• **Assignment**
Reading through the lines below, count those that include the string "drawn"; the answer is that number and nothing else.

• **Source information**
▼
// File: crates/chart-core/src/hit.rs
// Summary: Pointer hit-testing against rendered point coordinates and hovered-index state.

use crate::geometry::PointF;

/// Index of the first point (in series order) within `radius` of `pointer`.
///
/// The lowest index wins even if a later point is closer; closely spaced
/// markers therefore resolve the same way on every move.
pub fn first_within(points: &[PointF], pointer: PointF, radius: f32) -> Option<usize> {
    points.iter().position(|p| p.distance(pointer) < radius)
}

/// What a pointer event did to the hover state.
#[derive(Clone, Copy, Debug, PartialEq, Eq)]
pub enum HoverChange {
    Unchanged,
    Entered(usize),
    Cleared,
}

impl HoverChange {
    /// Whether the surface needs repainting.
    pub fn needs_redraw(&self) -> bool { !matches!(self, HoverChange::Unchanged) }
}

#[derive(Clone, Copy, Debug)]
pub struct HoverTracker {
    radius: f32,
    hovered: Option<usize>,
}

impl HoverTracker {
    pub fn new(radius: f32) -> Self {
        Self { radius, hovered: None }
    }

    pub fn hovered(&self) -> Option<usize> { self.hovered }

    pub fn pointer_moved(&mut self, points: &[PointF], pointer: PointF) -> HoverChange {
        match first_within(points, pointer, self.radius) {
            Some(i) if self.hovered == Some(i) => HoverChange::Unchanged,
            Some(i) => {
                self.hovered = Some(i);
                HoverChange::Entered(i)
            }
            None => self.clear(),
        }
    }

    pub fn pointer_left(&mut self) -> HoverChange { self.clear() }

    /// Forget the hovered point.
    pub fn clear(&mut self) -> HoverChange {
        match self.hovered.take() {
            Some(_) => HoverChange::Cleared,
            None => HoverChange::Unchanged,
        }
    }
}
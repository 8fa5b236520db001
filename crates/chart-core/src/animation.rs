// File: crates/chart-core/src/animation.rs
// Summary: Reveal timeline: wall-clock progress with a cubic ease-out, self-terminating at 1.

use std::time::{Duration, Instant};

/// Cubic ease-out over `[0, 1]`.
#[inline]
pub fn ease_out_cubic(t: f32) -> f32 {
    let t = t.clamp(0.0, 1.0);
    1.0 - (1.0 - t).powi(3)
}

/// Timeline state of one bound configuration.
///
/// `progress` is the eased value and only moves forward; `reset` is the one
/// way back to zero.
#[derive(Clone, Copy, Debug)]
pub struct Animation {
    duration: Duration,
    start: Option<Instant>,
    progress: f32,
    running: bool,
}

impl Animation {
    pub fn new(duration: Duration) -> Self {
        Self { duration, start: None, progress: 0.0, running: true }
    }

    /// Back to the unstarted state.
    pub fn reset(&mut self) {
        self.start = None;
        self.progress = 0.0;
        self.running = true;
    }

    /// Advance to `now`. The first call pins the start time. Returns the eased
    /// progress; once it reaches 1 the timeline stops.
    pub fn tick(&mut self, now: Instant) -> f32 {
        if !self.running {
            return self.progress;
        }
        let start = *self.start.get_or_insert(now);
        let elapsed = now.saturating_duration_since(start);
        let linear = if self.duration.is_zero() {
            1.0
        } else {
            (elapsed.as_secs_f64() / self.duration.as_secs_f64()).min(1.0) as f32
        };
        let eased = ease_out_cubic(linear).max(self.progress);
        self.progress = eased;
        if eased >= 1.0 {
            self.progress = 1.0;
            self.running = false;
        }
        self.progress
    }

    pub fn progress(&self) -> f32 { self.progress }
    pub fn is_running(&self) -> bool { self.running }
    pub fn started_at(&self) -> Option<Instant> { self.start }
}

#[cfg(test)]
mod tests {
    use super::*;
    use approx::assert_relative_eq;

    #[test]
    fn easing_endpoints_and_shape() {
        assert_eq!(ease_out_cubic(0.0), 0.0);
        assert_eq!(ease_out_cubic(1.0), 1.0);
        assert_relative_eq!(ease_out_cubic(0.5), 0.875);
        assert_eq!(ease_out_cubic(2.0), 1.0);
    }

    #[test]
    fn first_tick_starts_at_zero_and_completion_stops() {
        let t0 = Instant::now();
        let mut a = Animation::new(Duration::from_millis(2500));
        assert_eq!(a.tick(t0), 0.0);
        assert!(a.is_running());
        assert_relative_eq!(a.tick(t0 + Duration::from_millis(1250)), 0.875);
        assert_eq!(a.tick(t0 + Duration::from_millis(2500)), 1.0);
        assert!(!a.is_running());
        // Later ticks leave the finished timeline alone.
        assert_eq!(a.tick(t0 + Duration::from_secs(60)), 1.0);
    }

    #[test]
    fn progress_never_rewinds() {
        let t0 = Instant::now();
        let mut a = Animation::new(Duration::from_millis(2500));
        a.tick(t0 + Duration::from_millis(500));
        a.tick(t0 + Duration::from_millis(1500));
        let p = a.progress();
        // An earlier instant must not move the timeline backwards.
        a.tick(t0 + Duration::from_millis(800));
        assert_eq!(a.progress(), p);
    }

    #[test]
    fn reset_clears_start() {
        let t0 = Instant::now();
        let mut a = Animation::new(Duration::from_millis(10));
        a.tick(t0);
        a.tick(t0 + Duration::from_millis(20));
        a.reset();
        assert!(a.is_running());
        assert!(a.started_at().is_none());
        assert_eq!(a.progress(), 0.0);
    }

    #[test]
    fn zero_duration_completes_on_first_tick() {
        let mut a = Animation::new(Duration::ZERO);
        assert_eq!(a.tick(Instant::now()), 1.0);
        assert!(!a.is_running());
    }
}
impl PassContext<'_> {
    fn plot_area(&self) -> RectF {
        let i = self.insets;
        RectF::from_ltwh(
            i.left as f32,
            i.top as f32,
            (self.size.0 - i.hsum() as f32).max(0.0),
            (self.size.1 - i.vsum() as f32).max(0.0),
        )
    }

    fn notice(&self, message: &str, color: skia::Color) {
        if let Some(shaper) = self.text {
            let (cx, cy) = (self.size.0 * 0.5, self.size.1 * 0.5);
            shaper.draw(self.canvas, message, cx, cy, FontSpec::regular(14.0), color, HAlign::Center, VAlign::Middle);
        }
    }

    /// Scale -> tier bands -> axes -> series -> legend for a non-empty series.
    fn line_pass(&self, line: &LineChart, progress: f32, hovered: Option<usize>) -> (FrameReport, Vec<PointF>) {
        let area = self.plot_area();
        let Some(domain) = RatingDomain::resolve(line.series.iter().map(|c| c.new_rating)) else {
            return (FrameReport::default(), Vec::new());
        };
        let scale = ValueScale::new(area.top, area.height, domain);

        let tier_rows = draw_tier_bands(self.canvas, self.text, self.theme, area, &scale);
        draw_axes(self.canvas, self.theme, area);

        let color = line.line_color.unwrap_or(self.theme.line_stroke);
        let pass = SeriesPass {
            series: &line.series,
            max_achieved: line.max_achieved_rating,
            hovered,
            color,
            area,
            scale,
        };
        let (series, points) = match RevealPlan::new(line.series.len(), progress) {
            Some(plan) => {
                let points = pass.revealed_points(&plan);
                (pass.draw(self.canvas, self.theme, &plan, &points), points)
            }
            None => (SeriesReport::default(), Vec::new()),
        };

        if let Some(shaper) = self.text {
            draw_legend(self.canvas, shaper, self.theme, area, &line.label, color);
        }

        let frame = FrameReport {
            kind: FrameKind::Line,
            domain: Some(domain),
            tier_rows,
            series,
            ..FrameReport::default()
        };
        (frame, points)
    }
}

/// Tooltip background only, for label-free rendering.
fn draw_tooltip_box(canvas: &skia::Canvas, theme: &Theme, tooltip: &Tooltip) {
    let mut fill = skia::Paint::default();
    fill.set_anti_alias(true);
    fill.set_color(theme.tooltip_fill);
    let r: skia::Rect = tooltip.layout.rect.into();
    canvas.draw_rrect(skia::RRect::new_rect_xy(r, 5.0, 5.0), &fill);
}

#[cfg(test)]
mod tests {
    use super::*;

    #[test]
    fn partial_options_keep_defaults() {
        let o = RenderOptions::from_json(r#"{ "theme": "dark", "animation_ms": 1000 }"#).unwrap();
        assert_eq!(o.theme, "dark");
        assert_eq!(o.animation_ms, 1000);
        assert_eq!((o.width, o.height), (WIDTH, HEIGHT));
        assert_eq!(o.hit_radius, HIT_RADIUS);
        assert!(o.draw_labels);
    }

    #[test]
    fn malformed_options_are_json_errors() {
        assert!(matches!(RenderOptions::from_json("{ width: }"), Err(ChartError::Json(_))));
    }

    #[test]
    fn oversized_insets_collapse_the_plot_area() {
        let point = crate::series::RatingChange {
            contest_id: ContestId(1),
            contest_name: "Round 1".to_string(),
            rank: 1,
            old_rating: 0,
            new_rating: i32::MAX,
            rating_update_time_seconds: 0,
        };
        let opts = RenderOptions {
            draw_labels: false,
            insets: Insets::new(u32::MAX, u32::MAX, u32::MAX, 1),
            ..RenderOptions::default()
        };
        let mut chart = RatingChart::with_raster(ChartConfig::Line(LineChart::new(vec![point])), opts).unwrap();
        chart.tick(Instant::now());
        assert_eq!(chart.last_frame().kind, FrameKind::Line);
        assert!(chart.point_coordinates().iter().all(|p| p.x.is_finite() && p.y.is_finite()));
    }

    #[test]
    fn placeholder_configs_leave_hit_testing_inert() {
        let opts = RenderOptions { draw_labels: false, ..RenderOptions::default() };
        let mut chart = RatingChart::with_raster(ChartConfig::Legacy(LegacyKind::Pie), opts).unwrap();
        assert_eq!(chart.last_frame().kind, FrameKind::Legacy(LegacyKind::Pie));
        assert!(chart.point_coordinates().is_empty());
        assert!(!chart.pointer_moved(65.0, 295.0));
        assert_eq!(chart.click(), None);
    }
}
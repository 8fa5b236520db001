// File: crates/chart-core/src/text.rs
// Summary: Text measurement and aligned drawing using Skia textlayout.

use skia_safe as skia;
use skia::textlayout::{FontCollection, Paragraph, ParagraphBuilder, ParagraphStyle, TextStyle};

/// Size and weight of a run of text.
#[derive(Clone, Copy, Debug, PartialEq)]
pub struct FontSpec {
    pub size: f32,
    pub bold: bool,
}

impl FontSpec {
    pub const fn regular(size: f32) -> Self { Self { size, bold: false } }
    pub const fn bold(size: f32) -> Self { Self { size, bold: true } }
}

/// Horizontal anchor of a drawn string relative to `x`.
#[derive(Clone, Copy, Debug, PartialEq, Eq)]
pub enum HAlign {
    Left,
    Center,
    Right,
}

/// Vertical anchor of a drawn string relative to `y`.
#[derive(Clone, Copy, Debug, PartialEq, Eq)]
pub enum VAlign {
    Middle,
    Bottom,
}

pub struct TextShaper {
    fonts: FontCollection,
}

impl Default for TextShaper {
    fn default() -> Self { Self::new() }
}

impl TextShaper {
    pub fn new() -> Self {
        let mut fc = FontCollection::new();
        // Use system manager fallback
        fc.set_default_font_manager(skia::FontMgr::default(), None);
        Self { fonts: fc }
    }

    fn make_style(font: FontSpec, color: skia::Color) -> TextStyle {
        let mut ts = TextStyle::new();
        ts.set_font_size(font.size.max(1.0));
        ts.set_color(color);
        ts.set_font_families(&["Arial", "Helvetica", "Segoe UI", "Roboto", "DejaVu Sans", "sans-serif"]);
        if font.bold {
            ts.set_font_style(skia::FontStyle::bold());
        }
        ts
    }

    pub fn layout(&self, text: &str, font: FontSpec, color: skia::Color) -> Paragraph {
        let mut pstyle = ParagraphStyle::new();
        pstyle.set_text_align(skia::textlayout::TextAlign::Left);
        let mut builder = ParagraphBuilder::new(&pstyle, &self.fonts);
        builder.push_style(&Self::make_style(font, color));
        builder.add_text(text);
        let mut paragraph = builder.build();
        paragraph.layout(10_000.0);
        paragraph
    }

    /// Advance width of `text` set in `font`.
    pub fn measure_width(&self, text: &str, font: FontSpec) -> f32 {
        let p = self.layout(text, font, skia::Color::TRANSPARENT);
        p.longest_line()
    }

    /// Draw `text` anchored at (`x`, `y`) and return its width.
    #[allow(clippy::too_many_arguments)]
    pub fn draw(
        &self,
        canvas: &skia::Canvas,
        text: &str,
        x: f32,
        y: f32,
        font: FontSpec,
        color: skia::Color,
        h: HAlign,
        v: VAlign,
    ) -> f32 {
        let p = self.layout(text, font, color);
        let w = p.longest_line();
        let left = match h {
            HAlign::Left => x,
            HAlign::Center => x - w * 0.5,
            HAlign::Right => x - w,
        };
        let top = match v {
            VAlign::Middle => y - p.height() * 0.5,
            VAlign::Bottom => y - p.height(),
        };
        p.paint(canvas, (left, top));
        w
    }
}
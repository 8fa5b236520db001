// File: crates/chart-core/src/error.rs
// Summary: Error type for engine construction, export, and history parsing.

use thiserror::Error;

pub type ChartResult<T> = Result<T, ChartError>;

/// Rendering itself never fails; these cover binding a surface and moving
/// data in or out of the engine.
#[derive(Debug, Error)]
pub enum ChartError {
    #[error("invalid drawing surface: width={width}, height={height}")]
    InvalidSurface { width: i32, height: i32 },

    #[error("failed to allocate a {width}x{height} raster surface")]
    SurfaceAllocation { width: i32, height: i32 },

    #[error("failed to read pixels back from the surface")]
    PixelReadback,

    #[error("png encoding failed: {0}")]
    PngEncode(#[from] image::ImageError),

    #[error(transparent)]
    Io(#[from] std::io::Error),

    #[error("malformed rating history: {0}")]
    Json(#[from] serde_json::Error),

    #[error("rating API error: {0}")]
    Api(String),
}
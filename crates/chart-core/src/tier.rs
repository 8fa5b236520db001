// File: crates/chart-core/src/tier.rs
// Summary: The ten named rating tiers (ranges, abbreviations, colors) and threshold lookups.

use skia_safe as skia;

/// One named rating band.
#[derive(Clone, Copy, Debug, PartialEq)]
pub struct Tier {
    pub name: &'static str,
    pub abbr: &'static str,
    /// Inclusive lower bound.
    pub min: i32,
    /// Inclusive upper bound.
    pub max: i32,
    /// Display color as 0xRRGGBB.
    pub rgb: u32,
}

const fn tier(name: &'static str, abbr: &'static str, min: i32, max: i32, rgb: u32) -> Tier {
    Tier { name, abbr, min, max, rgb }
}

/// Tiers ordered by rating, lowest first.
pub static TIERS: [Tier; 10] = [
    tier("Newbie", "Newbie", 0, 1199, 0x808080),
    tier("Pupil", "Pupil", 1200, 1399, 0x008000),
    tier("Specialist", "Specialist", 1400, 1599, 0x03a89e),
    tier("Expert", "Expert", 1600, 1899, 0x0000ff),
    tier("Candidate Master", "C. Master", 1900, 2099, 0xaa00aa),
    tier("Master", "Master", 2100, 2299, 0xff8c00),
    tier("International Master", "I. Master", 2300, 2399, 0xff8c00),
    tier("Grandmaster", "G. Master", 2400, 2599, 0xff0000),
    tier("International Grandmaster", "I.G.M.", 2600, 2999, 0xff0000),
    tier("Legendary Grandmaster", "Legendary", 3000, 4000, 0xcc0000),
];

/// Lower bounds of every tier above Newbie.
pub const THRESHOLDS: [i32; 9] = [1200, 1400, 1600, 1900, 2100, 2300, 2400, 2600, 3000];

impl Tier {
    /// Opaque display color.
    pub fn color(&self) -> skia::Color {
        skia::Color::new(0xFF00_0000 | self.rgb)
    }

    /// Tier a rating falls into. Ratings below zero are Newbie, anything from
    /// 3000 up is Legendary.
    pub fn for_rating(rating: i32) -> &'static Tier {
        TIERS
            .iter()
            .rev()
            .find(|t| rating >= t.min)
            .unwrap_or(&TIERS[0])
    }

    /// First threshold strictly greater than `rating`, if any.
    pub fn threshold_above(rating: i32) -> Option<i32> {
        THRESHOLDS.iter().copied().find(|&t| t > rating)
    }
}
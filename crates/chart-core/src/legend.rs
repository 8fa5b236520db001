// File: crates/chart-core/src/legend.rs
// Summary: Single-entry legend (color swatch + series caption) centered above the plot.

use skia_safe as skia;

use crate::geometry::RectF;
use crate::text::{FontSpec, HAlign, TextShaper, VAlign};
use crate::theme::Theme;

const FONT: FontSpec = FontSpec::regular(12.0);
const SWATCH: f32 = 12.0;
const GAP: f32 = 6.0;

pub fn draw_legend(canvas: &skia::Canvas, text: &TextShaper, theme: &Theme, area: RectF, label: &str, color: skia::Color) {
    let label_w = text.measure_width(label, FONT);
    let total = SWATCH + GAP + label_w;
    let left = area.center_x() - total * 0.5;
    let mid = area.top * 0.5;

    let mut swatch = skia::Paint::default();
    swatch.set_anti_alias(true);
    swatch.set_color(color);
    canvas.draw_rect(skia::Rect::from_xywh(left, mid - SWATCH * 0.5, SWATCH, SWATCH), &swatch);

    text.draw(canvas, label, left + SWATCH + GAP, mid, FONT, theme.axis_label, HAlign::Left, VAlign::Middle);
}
▲
• **Task result**
2